Start of Block

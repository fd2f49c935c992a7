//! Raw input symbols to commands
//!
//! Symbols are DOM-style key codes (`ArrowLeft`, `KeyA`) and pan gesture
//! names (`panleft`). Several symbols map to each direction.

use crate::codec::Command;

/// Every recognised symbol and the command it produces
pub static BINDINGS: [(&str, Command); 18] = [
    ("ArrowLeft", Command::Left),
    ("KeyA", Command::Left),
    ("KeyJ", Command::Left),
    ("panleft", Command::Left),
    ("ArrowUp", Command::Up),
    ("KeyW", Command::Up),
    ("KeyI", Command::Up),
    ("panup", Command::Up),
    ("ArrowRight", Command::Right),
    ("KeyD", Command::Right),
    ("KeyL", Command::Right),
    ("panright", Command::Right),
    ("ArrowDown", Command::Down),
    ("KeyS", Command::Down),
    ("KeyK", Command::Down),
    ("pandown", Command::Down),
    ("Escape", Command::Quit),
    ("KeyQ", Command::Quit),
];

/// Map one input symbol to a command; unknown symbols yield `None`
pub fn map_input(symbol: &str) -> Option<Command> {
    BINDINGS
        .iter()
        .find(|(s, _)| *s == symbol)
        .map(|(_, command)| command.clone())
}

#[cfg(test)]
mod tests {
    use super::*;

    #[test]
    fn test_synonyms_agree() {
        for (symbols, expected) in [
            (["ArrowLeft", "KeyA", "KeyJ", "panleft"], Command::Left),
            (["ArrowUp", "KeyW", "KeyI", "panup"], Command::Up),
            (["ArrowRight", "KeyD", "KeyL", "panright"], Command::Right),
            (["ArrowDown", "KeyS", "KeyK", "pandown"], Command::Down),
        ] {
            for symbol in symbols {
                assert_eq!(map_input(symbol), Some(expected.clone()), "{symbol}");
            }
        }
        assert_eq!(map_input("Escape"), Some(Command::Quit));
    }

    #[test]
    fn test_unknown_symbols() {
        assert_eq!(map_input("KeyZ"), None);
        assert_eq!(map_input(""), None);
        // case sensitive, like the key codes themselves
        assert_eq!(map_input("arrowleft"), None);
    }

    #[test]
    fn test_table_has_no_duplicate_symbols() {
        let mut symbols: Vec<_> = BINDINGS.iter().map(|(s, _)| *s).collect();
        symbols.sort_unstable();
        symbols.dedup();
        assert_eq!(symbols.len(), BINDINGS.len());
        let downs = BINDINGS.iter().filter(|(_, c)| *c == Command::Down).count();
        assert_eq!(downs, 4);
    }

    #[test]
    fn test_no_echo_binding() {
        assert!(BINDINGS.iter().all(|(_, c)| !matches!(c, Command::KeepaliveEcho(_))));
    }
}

End of Block

- Your objective: Each record must be returned exactly as it is written.

- Solution to the exercise:
repository fd2f49c935c992a7
//! Raw input symbols to commands
//!
//! Symbols are DOM-style key codes (`ArrowLeft`, `KeyA`) and pan gesture
//! names (`panleft`). Several symbols map to each direction.

use crate::codec::Command;

/// Every recognised symbol and the command it produces
pub static BINDINGS: [(&str, Command); 18] = [
    ("ArrowLeft", Command::Left),
    ("KeyA", Command::Left),
    ("KeyJ", Command::Left),
    ("panleft", Command::Left),
    ("ArrowUp", Command::Up),
    ("KeyW", Command::Up),
    ("KeyI", Command::Up),
    ("panup", Command::Up),
    ("ArrowRight", Command::Right),
    ("KeyD", Command::Right),
    ("KeyL", Command::Right),
    ("panright", Command::Right),
    ("ArrowDown", Command::Down),
    ("KeyS", Command::Down),
    ("KeyK", Command::Down),
    ("pandown", Command::Down),
    ("Escape", Command::Quit),
    ("KeyQ", Command::Quit),
];

/// Map one input symbol to a command; unknown symbols yield `None`
pub fn map_input(symbol: &str) -> Option<Command> {
    BINDINGS
        .iter()
        .find(|(s, _)| *s == symbol)
        .map(|(_, command)| command.clone())
}

#[cfg(test)]
mod tests {
    use super::*;

    #[test]
    fn test_synonyms_agree() {
        for (symbols, expected) in [
            (["ArrowLeft", "KeyA", "KeyJ", "panleft"], Command::Left),
            (["ArrowUp", "KeyW", "KeyI", "panup"], Command::Up),
            (["ArrowRight", "KeyD", "KeyL", "panright"], Command::Right),
            (["ArrowDown", "KeyS", "KeyK", "pandown"], Command::Down),
        ] {
            for symbol in symbols {
                assert_eq!(map_input(symbol), Some(expected.clone()), "{symbol}");
            }
        }
        assert_eq!(map_input("Escape"), Some(Command::Quit));
    }

    #[test]
    fn test_unknown_symbols() {
        assert_eq!(map_input("KeyZ"), None);
        assert_eq!(map_input(""), None);
        // case sensitive, like the key codes themselves
        assert_eq!(map_input("arrowleft"), None);
    }

    #[test]
    fn test_table_has_no_duplicate_symbols() {
        let mut symbols: Vec<_> = BINDINGS.iter().map(|(s, _)| *s).collect();
        symbols.sort_unstable();
        symbols.dedup();
        assert_eq!(symbols.len(), BINDINGS.len());
        let downs = BINDINGS.iter().filter(|(_, c)| *c == Command::Down).count();
        assert_eq!(downs, 4);
    }

    #[test]
    fn test_no_echo_binding() {
        assert!(BINDINGS.iter().all(|(_, c)| !matches!(c, Command::KeepaliveEcho(_))));
    }
}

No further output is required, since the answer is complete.